La grève de la faim d’un imam assigné à résidence

Dans la Creuse, un imam a faim. Faim de spiritualité, mais aussi d’entrecôte-frites. Assigné à résidence dans un hôtel de La Souterraine (Creuse), l’imam Mohamed al-Ashram proteste contre sa dure condition par une grève radicale du manger. Cette assignation qui le contraint à rester dans sa chambre de 21 h à 7 h du matin lui est devenue insupportable, rapporte CNews. Impossible de sortir en boîte, d’aller à des concerts ou de se joindre aux festivités nocturnes quasi quotidiennes qui enflamment les rues de La Souterraine de 21 heures à l’aube. C’est rageant.

Dès le soleil levé, les ennuis continuent puisque l’imam, qui n’est pas radical que sur la question alimentaire, se voit contraint d’aller pointer chaque jour à la gendarmerie locale. C’est lassant. Toujours le même gendarme, le même bureau ; au fil des jours, une routine s’installe. « Bien sûr, nous eûmes des orages… » Bref, l’entente entre les deux hommes n’est plus ce qu’elle était. La rupture était inéluctable.

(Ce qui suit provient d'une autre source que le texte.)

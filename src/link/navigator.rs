// src/link/navigator.rs
use super::location::Location;

/// Where the current location lives. Frontends own one; the controller only
/// talks to it through this trait.
pub trait Navigator {
    fn location(&self) -> &Location;

    /// New history entry. Never reloads data or resets scroll.
    fn push(&mut self, to: Location);

    /// Overwrite the current entry.
    fn replace(&mut self, to: Location);

    /// Returns false when there is nothing to go back to.
    fn back(&mut self) -> bool;

    fn forward(&mut self) -> bool;

    fn can_go_back(&self) -> bool { false }
    fn can_go_forward(&self) -> bool { false }
}

/// In-process history stack with a cursor.
#[derive(Clone, Debug)]
pub struct MemoryHistory {
    entries: Vec<Location>,
    cursor: usize,
}

impl MemoryHistory {
    pub fn new(start: Location) -> Self {
        Self { entries: vec![start], cursor: 0 }
    }

    pub fn len(&self) -> usize { self.entries.len() }
    pub fn is_empty(&self) -> bool { self.entries.is_empty() }
    pub fn entries(&self) -> &[Location] { &self.entries }
}

impl Navigator for MemoryHistory {
    fn location(&self) -> &Location {
        &self.entries[self.cursor]
    }

    fn push(&mut self, to: Location) {
        if *self.location() == to {
            return;
        }
        self.entries.truncate(self.cursor + 1);
        self.entries.push(to);
        self.cursor += 1;
    }

    fn replace(&mut self, to: Location) {
        self.entries[self.cursor] = to;
    }

    fn back(&mut self) -> bool {
        if self.cursor == 0 { return false; }
        self.cursor -= 1;
        true
    }

    fn forward(&mut self) -> bool {
        if self.cursor + 1 >= self.entries.len() { return false; }
        self.cursor += 1;
        true
    }

    fn can_go_back(&self) -> bool { self.cursor > 0 }
    fn can_go_forward(&self) -> bool { self.cursor + 1 < self.entries.len() }
}
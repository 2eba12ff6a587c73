// src/core/classify.rs
//
// Tier classification.
//
// An explicit `team` tag from the content store always wins. Without one we
// fall back to keyword matching over role + department. That fallback is an
// approximation: anything it cannot place lands in Teaching, and the fix for
// a misplaced person is to tag them in the content store, not to grow the
// keyword lists until they contradict each other.

use std::fmt;

use crate::roster::StaffRecord;

#[derive(Clone, Copy, Debug, PartialEq, Eq, Hash, PartialOrd, Ord)]
pub enum Tier {
    Leadership,
    Teaching,
    Support,
}

impl Tier {
    /// Display order.
    pub const ALL: [Tier; 3] = [Tier::Leadership, Tier::Teaching, Tier::Support];

    pub fn index(self) -> usize {
        match self {
            Tier::Leadership => 0,
            Tier::Teaching => 1,
            Tier::Support => 2,
        }
    }

    pub fn title(self) -> &'static str {
        match self {
            Tier::Leadership => "Senior Leadership",
            Tier::Teaching => "Teaching Staff",
            Tier::Support => "Support Staff",
        }
    }

    /// Explicit content-store tag → tier. Unknown tags are ignored.
    pub fn from_tag(tag: &str) -> Option<Tier> {
        match tag.trim().to_ascii_lowercase().as_str() {
            "slt" => Some(Tier::Leadership),
            "teaching" => Some(Tier::Teaching),
            "support" => Some(Tier::Support),
            _ => None,
        }
    }
}

impl fmt::Display for Tier {
    fn fmt(&self, f: &mut fmt::Formatter<'_>) -> fmt::Result {
        f.write_str(self.title())
    }
}

/// How a keyword is allowed to match the role/department words.
#[derive(Clone, Copy, Debug)]
enum Term {
    /// A complete word ("it" must not match "italian")
    Word(&'static str),
    /// Any word starting with the stem ("admin" matches "administrator")
    Stem(&'static str),
    /// Consecutive complete words ("assistant head")
    Phrase(&'static [&'static str]),
}

const LEADERSHIP: &[Term] = &[
    Term::Stem("headteacher"),
    Term::Phrase(&["head", "teacher"]),
    Term::Stem("deputy"),
    Term::Phrase(&["assistant", "head"]),
    Term::Phrase(&["executive", "head"]),
    Term::Phrase(&["head", "of", "school"]),
    Term::Stem("principal"),
    Term::Word("slt"),
    Term::Phrase(&["senior", "leadership"]),
];

// Support keywords are checked against the whole role text, so a subject
// name that is also a department ("Teacher of IT") lands in Support. Such
// records need the explicit `team` tag.
const SUPPORT: &[Term] = &[
    Term::Stem("admin"),
    Term::Word("site"),
    Term::Stem("finance"),
    Term::Stem("librar"),
    Term::Word("it"),
    Term::Stem("pastoral"),
    Term::Word("office"),
    Term::Stem("reception"),
    Term::Stem("technician"),
    Term::Stem("attendance"),
    Term::Stem("exams"),
    Term::Stem("catering"),
    Term::Stem("cleaner"),
    Term::Stem("cleaning"),
    Term::Stem("premises"),
    Term::Word("hr"),
    Term::Phrase(&["data", "manager"]),
    Term::Phrase(&["business", "manager"]),
];

fn lower_words(s: &str) -> Vec<String> {
    s.split(|c: char| !c.is_alphanumeric())
        .filter(|w| !w.is_empty())
        .map(str::to_lowercase)
        .collect()
}

fn term_matches(term: &Term, words: &[String]) -> bool {
    match term {
        Term::Word(w) => words.iter().any(|x| x == w),
        Term::Stem(stem) => words.iter().any(|x| x.starts_with(stem)),
        Term::Phrase(parts) => words
            .windows(parts.len())
            .any(|win| win.iter().zip(parts.iter()).all(|(a, b)| a == b)),
    }
}

fn any_term(terms: &[Term], words: &[String]) -> bool {
    terms.iter().any(|t| term_matches(t, words))
}

/// Keyword fallback over free text (role and department joined).
pub fn classify_text(text: &str) -> Tier {
    let words = lower_words(text);
    if any_term(LEADERSHIP, &words) {
        Tier::Leadership
    } else if any_term(SUPPORT, &words) {
        Tier::Support
    } else {
        Tier::Teaching
    }
}

pub fn classify(record: &StaffRecord) -> Tier {
    if let Some(tier) = record.team().and_then(Tier::from_tag) {
        return tier;
    }
    let role = record.role().unwrap_or("");
    let department = record.department().unwrap_or("");
    classify_text(&join!(role, " ", department))
}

Avec ses prêches qualifiés de haineux contre l’Occident, Israël et les États-Unis, l’imam al-Ashram est un habitué de l’assignation à résidence. Déjà connu dans la Haute-Vienne et les Deux-Sèvres où il fut, là aussi, tenu de garder la chambre et d’entretenir une relation quotidienne avec des gendarmes de passage, le personnage de nationalité palestinienne serait en danger de mort dans son pays d’origine, d’où son maintien en France dans ces conditions.

Outre ses discours endiablés, le personnage est également soupçonné d’avoir radicalisé l’un des terroristes du Bataclan. Aucune poursuite judiciaire ne vient confirmer ce fait, que l’intéressé conteste d’ailleurs formellement.

Par le passé, des personnages au profil identique placés sous étroite surveillance dans quelque bourg de province s’étaient vantés de coûter 2.600 € par mois à la France, selon L’Express. Dans le cadre d’une formule hôtel + pension complète (aux frais de la princesse), cette grève de la faim arrive donc à point nommé pour alléger la facture mensuelle présentée par le tenancier chargé d’héberger et nourrir le bonhomme. En ces temps de réduction budgétaire, comment remercier l’imam pour sa contribution à l’effort national ?

Dans la perspective où cette première action ne serait suivie d’aucun effet, Mohammed al-Ashram se doit d’intensifier sa lutte en entamant une grève implacable de la chambre d’hôtel. Un repli dans une caravane du terrain de camping local ne manquerait pas d’interpeller les autorités et de faire encore baisser la note. Ou comment passer du statut de maudit à celui de héros national. L’ordre du Mérite dans le viseur… et un emploi de gardien de nuit dans un palace parisien. À toutes faims utiles.